Still, the move appears to be more about politics than substance, as the president aims to rally supporters after he lashed out at Twitter for applying fact checks to two of his tweets.
Trump said the fact checks were “editorial decisions” by Twitter and amounted to political activism. He said it should cost those companies their protection from lawsuits for what is posted on their platforms.
Trump and his allies, who rely heavily on Twitter to verbally flog their foes, have long accused the tech giants in liberal-leaning Silicon Valley of targeting conservatives on social media by fact-checking them or removing their posts.
“We’re fed up with it,” Trump said, claiming the order would uphold freedom of speech.
It directs executive branch agencies to ask independent rule-making agencies including the Federal Communications Commission and the Federal Trade Commission to study whether they can place new regulations on the companies — though experts express doubts much can be done without an act of Congress.
Companies like Twitter and Facebook are granted liability protection under Section 230 of the Communications Decency Act because they are treated as “platforms,” rather than “publishers,” which can face lawsuits over content.
A similar executive order was previously considered by the administration but shelved over concerns it couldn’t pass legal muster and that it violated conservative principles on deregulation and free speech.
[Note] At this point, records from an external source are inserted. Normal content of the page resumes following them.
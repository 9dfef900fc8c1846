//! Listings, the directory cache and remote globbing over a live session.

mod common;

use common::MockServer;
use ftpkit_core::{exclude_dotdirs, FtpErrorKind, ListingDialect, RemoteFile};

async fn pub_server() -> MockServer {
    let server = MockServer::start().await;
    server.add_dir("/pub");
    server.add_dir("/pub/sub");
    server.add_file("/pub/a.txt", b"aaaa");
    server.add_file("/pub/b.TXT", b"bb");
    server.add_file("/pub/readme", b"read me");
    server
}

#[tokio::test]
async fn directory_listing_is_parsed_and_cached() {
    let server = pub_server().await;
    let mut s = server.session().await;

    let dir = s.get_directory("/pub").await.unwrap();
    assert_eq!(dir.path, "/pub");
    let mut names: Vec<&str> = dir.files.iter().map(RemoteFile::name).collect();
    names.sort_unstable();
    assert_eq!(names, ["a.txt", "b.TXT", "readme", "sub"]);
    assert_eq!(dir.total_size(), 4 + 2 + 7 + 4096);

    // MLSD was refused once and not tried again
    assert!(!s.features().mlsd);
    assert_eq!(s.dialect(), ListingDialect::Unix);
    assert_eq!(server.count("MLSD"), 1);
    assert_eq!(server.count("LIST"), 1);
    // listed from inside the directory, then back
    assert!(server.commands().contains(&"CWD /pub".to_string()));
    assert_eq!(s.curdir(), "/");

    s.get_directory("/pub/").await.unwrap();
    assert_eq!(server.count("LIST"), 1);
}

#[tokio::test]
async fn get_file_reads_the_containing_directory() {
    let server = pub_server().await;
    let mut s = server.session().await;

    let f = s.get_file("/pub/readme").await.unwrap().unwrap();
    assert_eq!(f.size, Some(7));
    assert!(f.is_regular());
    let d = s.get_file("/pub/sub").await.unwrap().unwrap();
    assert_eq!(s.maybe_isdir(&d), Some(true));
    assert!(s.get_file("/pub/ghost").await.unwrap().is_none());
    // one listing served all three lookups
    assert_eq!(server.count("LIST"), 1);
}

#[tokio::test]
async fn glob_matches_case_sensitively() {
    let server = pub_server().await;
    let mut s = server.session().await;

    let mut found = Vec::new();
    let n = s
        .glob("/pub/*.txt", false, false, &mut found, None)
        .await
        .unwrap();
    assert_eq!(n, 1);
    assert_eq!(found.len(), 1);
    assert_eq!(found[0].path, "/pub/a.txt");
}

#[tokio::test]
async fn glob_relative_to_current_directory() {
    let server = pub_server().await;
    let mut s = server.session().await;
    s.chdir("/pub").await.unwrap();

    let mut found = Vec::new();
    s.glob("*", false, false, &mut found, Some(&exclude_dotdirs))
        .await
        .unwrap();
    assert_eq!(found.len(), 4);

    // already present entries are not repeated, so nothing new matched
    let err = s
        .glob("read*", false, true, &mut found, None)
        .await
        .unwrap_err();
    assert_eq!(err.kind, FtpErrorKind::NotFound);
    assert_eq!(found.len(), 4);
}

#[tokio::test]
async fn glob_exclude_filter() {
    let server = pub_server().await;
    let mut s = server.session().await;

    let skip_dirs = |f: &RemoteFile| f.is_dir();
    let mut found = Vec::new();
    s.glob("/pub/*", false, false, &mut found, Some(&skip_dirs))
        .await
        .unwrap();
    assert!(found.iter().all(|f| !f.is_dir()));
    assert_eq!(found.len(), 3);
}

#[tokio::test]
async fn literal_fallback_for_unlisted_names() {
    let server = pub_server().await;
    let mut s = server.session().await;

    let mut found = Vec::new();
    let n = s
        .glob("/pub/hidden.bin", true, false, &mut found, None)
        .await
        .unwrap();
    assert_eq!(n, 1);
    assert_eq!(found[0].path, "/pub/hidden.bin");
    assert_eq!(found[0].perm, "-rw-r--r--");
    assert_eq!(found[0].size, None);

    let err = s
        .glob("/pub/*.zip", true, false, &mut found, None)
        .await
        .unwrap_err();
    assert_eq!(err.kind, FtpErrorKind::NotFound);

    let err = s
        .glob("/pub/hidden.bin", false, false, &mut Vec::new(), None)
        .await
        .unwrap_err();
    assert_eq!(err.kind, FtpErrorKind::NotFound);
}

#[tokio::test]
async fn upload_invalidates_listing_after_cycle() {
    let server = pub_server().await;
    let mut s = server.session().await;
    s.get_directory("/pub").await.unwrap();

    let mut body: &[u8] = b"new";
    s.send(
        "/pub/new.txt",
        &mut body,
        ftpkit_core::PutMode::Normal,
        ftpkit_core::TransferType::Binary,
        None,
    )
    .await
    .unwrap();
    s.end_command_cycle();
    assert!(!s.cache().contains("/pub"));

    let mut found = Vec::new();
    s.glob("/pub/new*", false, false, &mut found, None)
        .await
        .unwrap();
    assert_eq!(found.len(), 1);
    assert_eq!(server.count("LIST"), 2);
}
Two administration officials outlined the draft order on the condition of anonymity because it was still being finalized Thursday morning. But a draft was circulating on Twitter — where else?
“This will be a Big Day for Social Media and FAIRNESS!” Trump tweeted.
Press secretary Kayleigh McEnany said the Twitter fact checks reflected “bias in action” and Trump aimed to sign the order by the end of the day.
Trump and his campaign reacted after Twitter added a warning phrase to two Trump tweets that called mail-in ballots “fraudulent” and predicted “mail boxes will be robbed.” Under the tweets, there’s now a link reading “Get the facts about mail-in ballots” that guides users to a page with fact checks and news stories about Trump’s unsubstantiated claims.
Trump accused Twitter of interfering in the 2020 presidential election” and declared “as president, I will not allow this to happen.” His campaign manager, Brad Parscale, said Twitter’s “clear political bias” had led the campaign to pull “all our advertising from Twitter months ago.” In fact, Twitter has banned political advertising since last November.
Late Wednesday, Twitter CEO Jack Dorsey tweeted, “We’ll continue to point out incorrect or disputed information about elections globally.”
Dorsey added: “This does not make us an ‘arbiter of truth.’ Our intention is to connect the dots of conflicting statements and show the information in dispute so people can judge for themselves.”
Fact check: there is someone ultimately accountable for our actions as a company, and that’s me. Please leave our employees out of this. We’ll continue to point out incorrect or disputed information about elections globally. And we will admit to and own any mistakes we make.
— jack (@jack) May 28, 2020
On the other hand, Facebook CEO Mark Zuckerberg told Fox News his platform has “a different policy, I think, than Twitter on this.”
“I just believe strongly that Facebook shouldn’t be the arbiter of truth of everything that people say online,” he said.
The president’s critics, meanwhile, scolded the platforms for allowing him to put forth false or misleading information that could confuse voters.
“Donald Trump’s order is plainly illegal,” said Oregon Sen. Ron Wyden, a Democrat and advocate for internet freedoms. He is “desperately trying to steal for himself the power of the courts and Congress… All for the ability to spread unfiltered lies.”
Trump’s proposal has multiple, serious legal problems and is unlikely to survive a challenge, according to Matt Schruers, president of the Computer and Communications Industry Association, a Washington-based organization that represents computer and internet companies.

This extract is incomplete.